Ein interdisziplinäres Team der TU Graz will die Planung nachhaltiger Gebäude revolutionieren. Mittels VR-Simulation werden die Vor- und Nachteile unterschiedlicher Baumaßnahmen in Echtzeit sichtbar.

Energiedienstleistungen der nächsten Generation sollen Endnutzer:innen eines Gebäudes dabei helfen, die Vorteile neuer energieeffizienter Technologien oder thermischer Sanierungsmaßnahmen zu verstehen und zu visualisieren. Dazu gehört etwa die Steuerung von Heizung und Kühlung, der Beleuchtung oder der Belüftung. Um ein solches Angebot zu realisieren, hat Christina Hopfe, Leiterin des Instituts für Bauphysik, Gebäudetechnik und Hochbau der TU Graz, im Projekt Beyond TU Graz-Kolleg:innen aus den Bereichen virtuelle Realität, maschinelles Lernen, physikalische Simulation und Internet der Dinge um sich versammelt. Entstanden ist dabei eine Virtual-Reality-Umgebung, in der Nutzer:innen die physikalischen Parameter eines Gebäudes verändern und die Auswirkungen dieser Veränderung in Echtzeit erleben können. Damit sind sie selbst in der Lage, ein korrekt geplantes energieeffizientes Gebäude zu realistischen Kosten zu entwerfen bzw. ein bestehendes energetisch zu verbessern.

Visuelles und akustisches Feedback

In der Beyond-Simulation ändern die Teilnehmer:innen in einer virtuellen Umgebung die Eigenschaften eines Gebäudes oder Raumes und erhalten durch Anzeigen und Audiohinweise zusätzliche Informationen. Das wird ergänzt durch haptisches Feedback über den Controller und Audiosignale zu positiven und negativen Auswirkungen dieser Änderungen. Wenn es etwa gilt, eine Wand zu dämmen, ist nicht nur der Wandaufbau und Materialeinsatz relevant, sondern auch die dabei entstehenden Kosten. Auch die Größe der Fensterflächen wird betrachtet.

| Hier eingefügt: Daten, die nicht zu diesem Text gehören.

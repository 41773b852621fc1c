//! HTTP services for boardwright.
//!
//! - [`api`] -- the axum router exposing completion, streaming completion
//!   and health endpoints over a shared [`Orchestrator`](boardwright_core::Orchestrator)

pub mod api;
pub mod error;

pub use error::{Result, ServiceError};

Durch das eindeutige Feedback sollen die Nutzer:innen die Vor- und Nachteile verschiedener Maßnahmen in Gebäuden besser verstehen. Das soll die Anwendung nicht nur wertvoll für Architekt:innen, Planer:innen und Eigentümer:innen, sondern auch für Endnutzer:innen und Studierende, die mit Beyond als interaktivem Lehrmittel die Themen Bauphysik und Gebäudeverhalten verstehen lernen.

Zusammenführung von drei Technologien

Neben einer Virtual-Reality-Umgebung kommen für die Verarbeitung, Darstellung und Veränderungsprognosen der Gebäudedaten maschinelles Lernen und physikalische Simulation zum Einsatz. Hierfür werden mit relevanten Datenpunkten gefütterte mathematische Modelle – sogenannte Ersatz- oder Surrogatmodelle – und Prognosemethoden zur Bereitstellung von Daten genutzt, die es ermöglichen, die tatsächlichen Auswirkungen von Planungseingriffen in Echtzeit zu visualisieren. Als drittes Element sind IoT-Plattformen und Sensornetzwerke für die bidirektionale Echtzeitkommunikation zwischen dem Gebäude und den Benutzer:innen eingebunden.

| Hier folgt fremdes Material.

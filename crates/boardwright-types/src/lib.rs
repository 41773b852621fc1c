//! # boardwright-types
//!
//! Shared definitions for the boardwright completion service.
//!
//! - **[`config`]** -- Orchestrator configuration schema (providers, cache,
//!   retry, streaming, HTTP server) and environment overrides
//! - **[`secret`]** -- [`SecretString`] wrapper for provider API keys

pub mod config;
pub mod secret;

pub use config::OrchestratorConfig;
pub use secret::SecretString;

Gebäudebestand überwiegend ineffizient

Um diese Technologien zusammenzuführen, arbeiteten drei Kernforschungsteams interdisziplinär zusammen. Neben Christina Hopfes Institut waren an der TU Graz noch das Institute of Interactive Systems and Data Science sowie das Institut für Softwaretechnologie gleichermaßen beteiligt. Die EAM Systems GmbH und EnAlytics i.G. waren als Projektpartner an Bord. Gefördert wurde das Projekt von der Forschungsförderungsgesellschaft FFG im Rahmen des Programms „Stadt der Zukunft“.

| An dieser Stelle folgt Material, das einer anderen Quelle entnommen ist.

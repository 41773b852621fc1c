//! The [`Provider`] trait every backend adapter implements.
//!
//! The orchestrator keeps a registry of `Arc<dyn Provider>` and picks the
//! first one whose [`Provider::supports_model`] accepts the requested model,
//! so adding a backend never touches orchestration code.

use async_trait::async_trait;
use tokio::sync::mpsc;
use tracing::debug;

use crate::error::{ModelError, Result};
use crate::types::{Message, ModelRequest, ModelResponse, Role, StreamChunk};

/// Max tokens used when a request does not set one.
pub const DEFAULT_MAX_TOKENS: u32 = 4096;

/// Temperature used when a request does not set one.
pub const DEFAULT_TEMPERATURE: f64 = 0.7;

const SYSTEM_SEPARATOR: &str = "\n\n";

/// A backend that can serve completions for a set of models.
///
/// # Example
///
/// ```rust,ignore
/// use boardwright_llm::{Message, ModelRequest, Provider};
///
/// async fn ask(provider: &dyn Provider) -> boardwright_llm::Result<String> {
///     let request = ModelRequest::new("gpt-4", vec![Message::user("What is 2+2?")]);
///     Ok(provider.complete(&request).await?.content)
/// }
/// ```
#[async_trait]
pub trait Provider: Send + Sync {
    /// Provider id reported in responses (e.g. "openai", "anthropic").
    fn name(&self) -> &str;

    /// Models this adapter accepts.
    fn supported_models(&self) -> &[String];

    fn supports_model(&self, model: &str) -> bool {
        self.supported_models().iter().any(|m| m == model)
    }

    /// Run a blocking completion.
    async fn complete(&self, request: &ModelRequest) -> Result<ModelResponse>;

    /// Run a streaming completion.
    ///
    /// Sends one [`StreamChunk`] per content delta, then exactly one chunk
    /// with `done == true` and an empty delta. If `tx`'s receiver is
    /// dropped the stream stops and a `Cancelled` error is returned.
    async fn complete_stream(
        &self,
        request: &ModelRequest,
        tx: mpsc::Sender<StreamChunk>,
    ) -> Result<ModelResponse>;

    /// Issue a minimal 5-token completion against the first supported model.
    async fn health_check(&self) -> bool {
        let Some(model) = self.supported_models().first() else {
            return false;
        };
        let probe = ModelRequest::new(model.clone(), vec![Message::user("test")]).with_max_tokens(5);
        match self.complete(&probe).await {
            Ok(_) => true,
            Err(err) => {
                debug!(provider = %self.name(), error = %err, "health check failed");
                false
            }
        }
    }
}

/// Checks every adapter performs before going to the network.
pub fn validate_request(provider: &dyn Provider, request: &ModelRequest) -> Result<()> {
    if !provider.supports_model(&request.model) {
        return Err(ModelError::configuration(
            provider.name(),
            format!("model '{}' is not supported by {}", request.model, provider.name()),
        ));
    }
    if request.messages.is_empty() {
        return Err(ModelError::validation(
            provider.name(),
            "request must contain at least one message",
        ));
    }
    Ok(())
}

/// Separate the system prompt from the conversation.
///
/// An explicit `system_prompt` comes first, followed by every `system`
/// message in order, joined by blank lines. All `system` messages are
/// removed from the returned list.
pub fn split_system(request: &ModelRequest) -> (Option<String>, Vec<&Message>) {
    let parts: Vec<&str> = request
        .system_prompt
        .as_deref()
        .into_iter()
        .chain(
            request
                .messages
                .iter()
                .filter(|m| m.role == Role::System)
                .map(|m| m.content.as_str()),
        )
        .filter(|s| !s.trim().is_empty())
        .collect();
    let system = (!parts.is_empty()).then(|| parts.join(SYSTEM_SEPARATOR));
    let rest = request
        .messages
        .iter()
        .filter(|m| m.role != Role::System)
        .collect();
    (system, rest)
}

Aus Sicht von Christina Hopfe ist mehr Bewusstsein von zentraler Bedeutung für die Änderung des, insbesondere eigenen, energiebezogenen Verhaltens und für die nachhaltige Gebäudeplanung – und damit für das Erreichen der Klimaziele. Sie erklärt weiter: „Erneuerbare Energien sind ein Teil dieser Lösung, aber auch Energiedienstleistungen wie vorausschauende Wartung, bedarfsseitiges Management oder modellprädiktive Steuerung spielen eine wichtige Rolle bei der Senkung des Energiebedarfs von Gebäuden und verwandeln Gebäude in aktive, intelligente Akteure in übergeordneten Energiesystemen.“

Dieses Projekt ist im Research Center Graz Center of Sustainable Construction sowie in den beiden Fields of Expertise „Sustainable Systems“ und „Information, Communication & Computing“ angesiedelt, zwei von fünf wissenschaftlichen Stärkefeldern der TU Graz.